*** Opening Source data ***
//! Order lifecycle integration tests
//!
//! Exercise allocation, total derivation and patch semantics against
//! an in-memory SQLite database with the real migrations applied.

use crm_server::db::repository::{RepoError, order};
use crm_server::orders::{OrderError, manager, sequence};
use shared::models::{
    LineItem, Order, OrderCreate, OrderFilter, OrderStatus, OrderUpdate, PaymentStatus,
};
use sqlx::SqlitePool;
use sqlx::sqlite::SqlitePoolOptions;

async fn setup_pool() -> SqlitePool {
    // Single connection: each connection of a `sqlite::memory:` pool
    // would otherwise get its own empty database
    let pool = SqlitePoolOptions::new()
        .max_connections(1)
        .connect("sqlite::memory:")
        .await
        .unwrap();
    sqlx::migrate!("./migrations").run(&pool).await.unwrap();
    pool
}

fn item(name: &str, quantity: i32, price: f64) -> LineItem {
    LineItem {
        name: name.to_string(),
        quantity,
        price,
    }
}

fn draft(items: Vec<LineItem>) -> OrderCreate {
    OrderCreate {
        customer_id: 1001,
        items,
        status: None,
        payment_status: None,
        payment_method: None,
        shipping_address: None,
        notes: None,
        total_amount: None,
    }
}

/// Order with an explicit number, for seeding pre-existing state
fn seeded_order(order_number: &str) -> Order {
    let now = shared::util::now_millis();
    Order {
        id: shared::util::snowflake_id(),
        order_number: order_number.to_string(),
        customer_id: 1001,
        items: vec![item("Seed", 1, 1.0)],
        total_amount: 1.0,
        status: OrderStatus::Pending,
        payment_status: PaymentStatus::Pending,
        payment_method: None,
        shipping_address: None,
        notes: None,
        created_at: now,
        updated_at: now,
    }
}

#[tokio::test]
async fn test_allocate_starts_at_one() {
    let pool = setup_pool().await;
    assert_eq!(sequence::allocate(&pool).await.unwrap(), "ORD000001");
}

#[tokio::test]
async fn test_allocate_follows_highest_existing_number() {
    let pool = setup_pool().await;
    order::insert(&pool, &seeded_order("ORD000042")).await.unwrap();

    assert_eq!(sequence::allocate(&pool).await.unwrap(), "ORD000043");
}

#[tokio::test]
async fn test_allocate_falls_back_to_timestamp_on_collision() {
    let pool = setup_pool().await;
    order::insert(&pool, &seeded_order("ORD000043")).await.unwrap();

    // Stale counter: claims 42 while ORD000043 already exists, so the
    // incremented candidate collides at the re-check
    sqlx::query("INSERT INTO order_sequence (id, value) VALUES (1, 42)")
        .execute(&pool)
        .await
        .unwrap();

    let allocated = sequence::allocate(&pool).await.unwrap();
    assert_ne!(allocated, "ORD000043");
    assert!(allocated.starts_with("ORD"));
    // Timestamp fallback, not the 6-digit sequential form
    let suffix = &allocated["ORD".len()..];
    assert!(suffix.len() > 6);
    assert!(suffix.chars().all(|c| c.is_ascii_digit()));
}

#[tokio::test]
async fn test_create_computes_total_and_assigns_number() {
    let pool = setup_pool().await;
    let created = manager::create(&pool, draft(vec![item("A", 2, 10.0), item("B", 1, 5.0)]))
        .await
        .unwrap();

    assert_eq!(created.total_amount, 25.0);
    assert_eq!(created.order_number, "ORD000001");
    assert_eq!(created.status, OrderStatus::Pending);
    assert_eq!(created.payment_status, PaymentStatus::Pending);

    let second = manager::create(&pool, draft(vec![item("C", 1, 2.0)]))
        .await
        .unwrap();
    assert_eq!(second.order_number, "ORD000002");
}

#[tokio::test]
async fn test_create_ignores_caller_supplied_total() {
    let pool = setup_pool().await;
    let mut data = draft(vec![item("A", 2, 10.0)]);
    data.total_amount = Some(999.0);

    let created = manager::create(&pool, data).await.unwrap();
    assert_eq!(created.total_amount, 20.0);
}

#[tokio::test]
async fn test_create_allows_empty_items() {
    let pool = setup_pool().await;
    let created = manager::create(&pool, draft(vec![])).await.unwrap();
    assert_eq!(created.total_amount, 0.0);
}

#[tokio::test]
async fn test_create_rejects_malformed_items() {
    let pool = setup_pool().await;

    let err = manager::create(&pool, draft(vec![item("A", 0, 10.0)]))
        .await
        .unwrap_err();
    assert!(matches!(err, OrderError::Validation(_)));

    let err = manager::create(&pool, draft(vec![item("A", 1, -1.0)]))
        .await
        .unwrap_err();
    assert!(matches!(err, OrderError::Validation(_)));

    let err = manager::create(&pool, draft(vec![item("  ", 1, 1.0)]))
        .await
        .unwrap_err();
    assert!(matches!(err, OrderError::Validation(_)));
}

#[tokio::test]
async fn test_update_items_recomputes_total() {
    let pool = setup_pool().await;
    let created = manager::create(&pool, draft(vec![item("A", 2, 10.0)]))
        .await
        .unwrap();

    let patch = OrderUpdate {
        items: Some(vec![item("B", 3, 4.0)]),
        // Caller total must lose against the recomputed value
        total_amount: Some(500.0),
        ..Default::default()
    };
    let updated = manager::update(&pool, created.id, patch).await.unwrap();
    assert_eq!(updated.total_amount, 12.0);
}

#[tokio::test]
async fn test_update_status_only_keeps_total() {
    let pool = setup_pool().await;
    let created = manager::create(&pool, draft(vec![item("A", 2, 10.0)]))
        .await
        .unwrap();

    let patch = OrderUpdate {
        status: Some(OrderStatus::Processing),
        ..Default::default()
    };
    let updated = manager::update(&pool, created.id, patch).await.unwrap();
    assert_eq!(updated.status, OrderStatus::Processing);
    assert_eq!(updated.total_amount, 20.0);
    assert_eq!(updated.items.len(), 1);
}

#[tokio::test]
async fn test_order_number_is_immutable() {
    let pool = setup_pool().await;
    let created = manager::create(&pool, draft(vec![item("A", 1, 1.0)]))
        .await
        .unwrap();

    let patch = OrderUpdate {
        order_number: Some("ORD999999".to_string()),
        status: Some(OrderStatus::Completed),
        ..Default::default()
    };
    let updated = manager::update(&pool, created.id, patch).await.unwrap();
    assert_eq!(updated.order_number, created.order_number);
    assert_eq!(updated.status, OrderStatus::Completed);
}

#[tokio::test]
async fn test_update_missing_order_is_not_found() {
    let pool = setup_pool().await;
    let err = manager::update(&pool, 424242, OrderUpdate::default())
        .await
        .unwrap_err();
    assert!(matches!(err, OrderError::Repo(RepoError::NotFound(_))));
}

#[tokio::test]
async fn test_duplicate_order_number_rejected_by_store() {
    let pool = setup_pool().await;
    order::insert(&pool, &seeded_order("ORD000007")).await.unwrap();

    let err = order::insert(&pool, &seeded_order("ORD000007"))
        .await
        .unwrap_err();
    assert!(matches!(err, RepoError::Duplicate(_)));
}

#[tokio::test]
async fn test_timestamp_fallback_does_not_advance_sequence() {
    let pool = setup_pool().await;
    // A prior collision left a timestamp-numbered order behind
    order::insert(&pool, &seeded_order("ORD1722334455667")).await.unwrap();

    // The seed scan ignores it: the sequence still starts at 1
    assert_eq!(sequence::allocate(&pool).await.unwrap(), "ORD000001");
}

#[tokio::test]
async fn test_list_filters_by_status() {
    let pool = setup_pool().await;
    let first = manager::create(&pool, draft(vec![item("A", 1, 1.0)]))
        .await
        .unwrap();
    manager::create(&pool, draft(vec![item("B", 1, 2.0)]))
        .await
        .unwrap();

    let patch = OrderUpdate {
        status: Some(OrderStatus::Completed),
        ..Default::default()
    };
    manager::update(&pool, first.id, patch).await.unwrap();

    let completed = order::find_all(
        &pool,
        &OrderFilter {
            status: Some(OrderStatus::Completed),
            ..Default::default()
        },
    )
    .await
    .unwrap();
    assert_eq!(completed.len(), 1);
    assert_eq!(completed[0].id, first.id);

    let all = order::find_all(&pool, &OrderFilter::default()).await.unwrap();
    assert_eq!(all.len(), 2);
}

#[tokio::test]
async fn test_delete_order() {
    let pool = setup_pool().await;
    let created = manager::create(&pool, draft(vec![item("A", 1, 1.0)]))
        .await
        .unwrap();

    assert!(order::delete(&pool, created.id).await.unwrap());
    assert!(order::find_by_id(&pool, created.id).await.unwrap().is_none());
    assert!(!order::delete(&pool, created.id).await.unwrap());
}

#[tokio::test]
async fn test_round_trip_preserves_nested_fields() {
    let pool = setup_pool().await;
    let mut data = draft(vec![item("A", 2, 3.5)]);
    data.shipping_address = Some(shared::models::ShippingAddress {
        street: Some("12 Harbor Rd".to_string()),
        city: Some("Porto".to_string()),
        ..Default::default()
    });
    data.notes = Some("leave at the door".to_string());
    data.payment_method = Some(shared::models::PaymentMethod::BankTransfer);

    let created = manager::create(&pool, data).await.unwrap();
    let fetched = order::find_by_id(&pool, created.id)
        .await
        .unwrap()
        .unwrap();

    assert_eq!(fetched.total_amount, 7.0);
    assert_eq!(
        fetched.payment_method,
        Some(shared::models::PaymentMethod::BankTransfer)
    );
    let address = fetched.shipping_address.unwrap();
    assert_eq!(address.city.as_deref(), Some("Porto"));
    assert_eq!(fetched.notes.as_deref(), Some("leave at the door"));
}
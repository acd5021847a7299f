//! CRM Server
//!
//! Backend for a small CRM. The two subsystems with real logic are the
//! order core (sequential order numbers + derived totals) and the AI
//! adapter (remote text generation behind typed operations); the rest
//! is routing and persistence plumbing.
//!
//! # Module structure
//!
//! ```text
//! crm-server/src/
//! ├── core/       # Configuration, state, server
//! ├── api/        # HTTP routes and handlers
//! ├── db/         # SQLite pool and repositories
//! ├── orders/     # Order lifecycle, number allocation, totals
//! ├── ai/         # Generation client, prompts, parsers
//! └── utils/      # Errors, logging
//! ```

pub mod ai;
pub mod api;
pub mod core;
pub mod db;
pub mod orders;
pub mod utils;

// Re-export common types
pub use ai::{AiError, AiService, GenerationTask};
pub use core::{AiConfig, Config, Server, ServerState};
pub use orders::OrderError;
pub use utils::{AppError, AppResult};

// Re-export logger functions
pub use utils::logger::{init_logger, init_logger_with_file};

/// Load .env and initialize logging. Call once at startup.
pub fn setup_environment() -> Result<(), Box<dyn std::error::Error>> {
    dotenv::dotenv().ok();

    let log_level = std::env::var("LOG_LEVEL").ok();
    let log_dir = std::env::var("LOG_DIR").ok();
    init_logger_with_file(log_level.as_deref(), log_dir.as_deref());

    Ok(())
}
//! Logging Setup
//!
//! tracing-subscriber initialization: console output by default, plus a
//! daily-rolling file appender when a log directory is configured.

/// Initialize the logger
pub fn init_logger() {
    init_logger_with_file(None, None);
}

/// Initialize the logger, writing to `log_dir` when provided
pub fn init_logger_with_file(log_level: Option<&str>, log_dir: Option<&str>) {
    let level = log_level
        .and_then(|l| l.parse().ok())
        .unwrap_or(tracing::Level::INFO);

    let subscriber = tracing_subscriber::fmt()
        .with_max_level(level)
        .with_file(false)
        .with_line_number(false)
        .with_thread_ids(false)
        .with_target(false);

    if let Some(dir) = log_dir {
        if std::fs::create_dir_all(dir).is_ok() {
            let appender = tracing_appender::rolling::daily(dir, "crm-server");
            subscriber.with_writer(appender).init();
            return;
        }
        eprintln!("Log directory {dir} is not writable, falling back to console");
    }

    subscriber.init();
}
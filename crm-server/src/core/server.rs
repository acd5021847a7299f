//! Server Implementation
//!
//! HTTP server startup and router composition.

use axum::{Router, middleware};
use std::net::SocketAddr;
use tower_http::cors::CorsLayer;
use tower_http::trace::TraceLayer;

use crate::core::{Config, ServerState};
use crate::utils::AppError;

/// HTTP request access log middleware
async fn log_request(
    request: axum::extract::Request,
    next: middleware::Next,
) -> axum::response::Response {
    let method = request.method().clone();
    let uri = request.uri().clone();

    let response = next.run(request).await;

    let status = response.status();
    tracing::info!(target: "http_access", "{} {} {}", method, uri, status);

    response
}

/// Build the Axum router (without state)
pub fn build_app() -> Router<ServerState> {
    Router::<ServerState>::new()
        .merge(crate::api::health::router())
        .merge(crate::api::orders::router())
        .merge(crate::api::ai::router())
}

/// HTTP Server
pub struct Server {
    config: Config,
    state: Option<ServerState>,
}

impl Server {
    pub fn new(config: Config) -> Self {
        Self {
            config,
            state: None,
        }
    }

    /// Create server with existing state
    pub fn with_state(config: Config, state: ServerState) -> Self {
        Self {
            config,
            state: Some(state),
        }
    }

    pub async fn run(&self) -> Result<(), AppError> {
        let state = match &self.state {
            Some(s) => s.clone(),
            None => ServerState::initialize(&self.config).await?,
        };

        let app = build_app()
            .with_state(state)
            .layer(CorsLayer::permissive())
            .layer(TraceLayer::new_for_http())
            .layer(middleware::from_fn(log_request));

        let addr = SocketAddr::from(([0, 0, 0, 0], self.config.http_port));
        tracing::info!("CRM server listening on {}", addr);

        let listener = tokio::net::TcpListener::bind(addr)
            .await
            .map_err(|e| AppError::internal(format!("Failed to bind {addr}: {e}")))?;

        axum::serve(listener, app)
            .with_graceful_shutdown(async {
                let _ = tokio::signal::ctrl_c().await;
                tracing::info!("Shutting down...");
            })
            .await
            .map_err(|e| AppError::internal(format!("Server error: {e}")))?;

        Ok(())
    }
}
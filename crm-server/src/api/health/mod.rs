//! Health check routes
//!
//! | Path | Method | Description |
//! |------|--------|-------------|
//! | /health | GET | Status, version and database connectivity |

use axum::{Json, Router, extract::State, routing::get};
use serde::Serialize;

use crate::core::ServerState;

pub fn router() -> Router<ServerState> {
    Router::new().route("/health", get(health))
}

#[derive(Serialize)]
pub struct HealthResponse {
    /// healthy | degraded
    status: &'static str,
    version: &'static str,
    database: &'static str,
}

pub async fn health(State(state): State<ServerState>) -> Json<HealthResponse> {
    let database = match sqlx::query_scalar::<_, i64>("SELECT 1")
        .fetch_one(&state.pool)
        .await
    {
        Ok(_) => "ok",
        Err(_) => "error",
    };

    Json(HealthResponse {
        status: if database == "ok" { "healthy" } else { "degraded" },
        version: env!("CARGO_PKG_VERSION"),
        database,
    })
}
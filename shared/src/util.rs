/// Current UTC timestamp in milliseconds
pub fn now_millis() -> i64 {
    chrono::Utc::now().timestamp_millis()
}

/// Snowflake-style i64 resource ID.
///
/// 53 bits total so the value survives a round-trip through JavaScript
/// clients: 41 bits of milliseconds since the 2024-01-01 UTC epoch,
/// plus 12 random bits to separate IDs minted in the same millisecond.
pub fn snowflake_id() -> i64 {
    use rand::Rng;
    const EPOCH_MS: i64 = 1_704_067_200_000; // 2024-01-01 00:00:00 UTC
    let elapsed = (now_millis() - EPOCH_MS) & 0x1FF_FFFF_FFFF;
    let entropy: i64 = rand::thread_rng().gen_range(0..0x1000);
    (elapsed << 12) | entropy
}
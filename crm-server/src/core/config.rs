//! Server configuration
//!
//! Every field can be overridden through an environment variable:
//!
//! | Env var | Default | Meaning |
//! |---------|---------|---------|
//! | WORK_DIR | ./data | Working directory (database, logs) |
//! | HTTP_PORT | 3000 | HTTP API port |
//! | ENVIRONMENT | development | development \| staging \| production |
//! | AI_API_URL | https://api.grok.ai/v1/chat/completions | Generation endpoint |
//! | AI_API_KEY | (empty) | Bearer credential for the endpoint |
//! | AI_MODEL | grok-1 | Model identifier |
//! | AI_TIMEOUT_MS | 30000 | Generation request timeout (ms) |

use std::path::PathBuf;

/// Remote generation endpoint configuration
#[derive(Debug, Clone)]
pub struct AiConfig {
    pub api_url: String,
    pub api_key: String,
    pub model: String,
    pub timeout_ms: u64,
}

impl AiConfig {
    pub fn from_env() -> Self {
        Self {
            api_url: std::env::var("AI_API_URL")
                .unwrap_or_else(|_| "https://api.grok.ai/v1/chat/completions".into()),
            api_key: std::env::var("AI_API_KEY").unwrap_or_default(),
            model: std::env::var("AI_MODEL").unwrap_or_else(|_| "grok-1".into()),
            timeout_ms: std::env::var("AI_TIMEOUT_MS")
                .ok()
                .and_then(|v| v.parse().ok())
                .unwrap_or(30000),
        }
    }
}

/// Server configuration
#[derive(Debug, Clone)]
pub struct Config {
    /// Working directory; holds the database file and logs
    pub work_dir: String,
    /// HTTP API port
    pub http_port: u16,
    /// Runtime environment: development | staging | production
    pub environment: String,
    /// Generation endpoint configuration
    pub ai: AiConfig,
}

impl Config {
    /// Load configuration from environment variables, falling back to
    /// defaults for anything unset
    pub fn from_env() -> Self {
        Self {
            work_dir: std::env::var("WORK_DIR").unwrap_or_else(|_| "./data".into()),
            http_port: std::env::var("HTTP_PORT")
                .ok()
                .and_then(|p| p.parse().ok())
                .unwrap_or(3000),
            environment: std::env::var("ENVIRONMENT").unwrap_or_else(|_| "development".into()),
            ai: AiConfig::from_env(),
        }
    }

    /// Database file path inside the working directory
    pub fn database_path(&self) -> PathBuf {
        PathBuf::from(&self.work_dir).join("crm.db")
    }

    pub fn is_production(&self) -> bool {
        self.environment == "production"
    }
}

impl Default for Config {
    fn default() -> Self {
        Self::from_env()
    }
}
//! Order API module

mod handler;

use axum::{Router, routing::get};

use crate::core::ServerState;

pub fn router() -> Router<ServerState> {
    Router::new().nest("/api/orders", routes())
}

fn routes() -> Router<ServerState> {
    Router::new()
        .route("/", get(handler::list).post(handler::create))
        .route(
            "/{id}",
            get(handler::get_by_id)
                .put(handler::update)
                .delete(handler::delete),
        )
}
//! Campaign Model

use serde::{Deserialize, Serialize};

/// Delivery statistics for a finished or running campaign
#[derive(Debug, Clone, Copy, Serialize, Deserialize)]
pub struct CampaignStats {
    pub audience_size: i64,
    pub sent: i64,
    pub failed: i64,
}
*** Closing Source data ***
§ What you have to do
Among the records above, extract exactly the lines from the line with "let app = build_app()" to the line with "server listening on", both lines included, and leave out the rest.

§ Problem solution
        let app = build_app()
            .with_state(state)
            .layer(CorsLayer::permissive())
            .layer(TraceLayer::new_for_http())
            .layer(middleware::from_fn(log_request));

        let addr = SocketAddr::from(([0, 0, 0, 0], self.config.http_port));
        tracing::info!("CRM server listening on {}", addr);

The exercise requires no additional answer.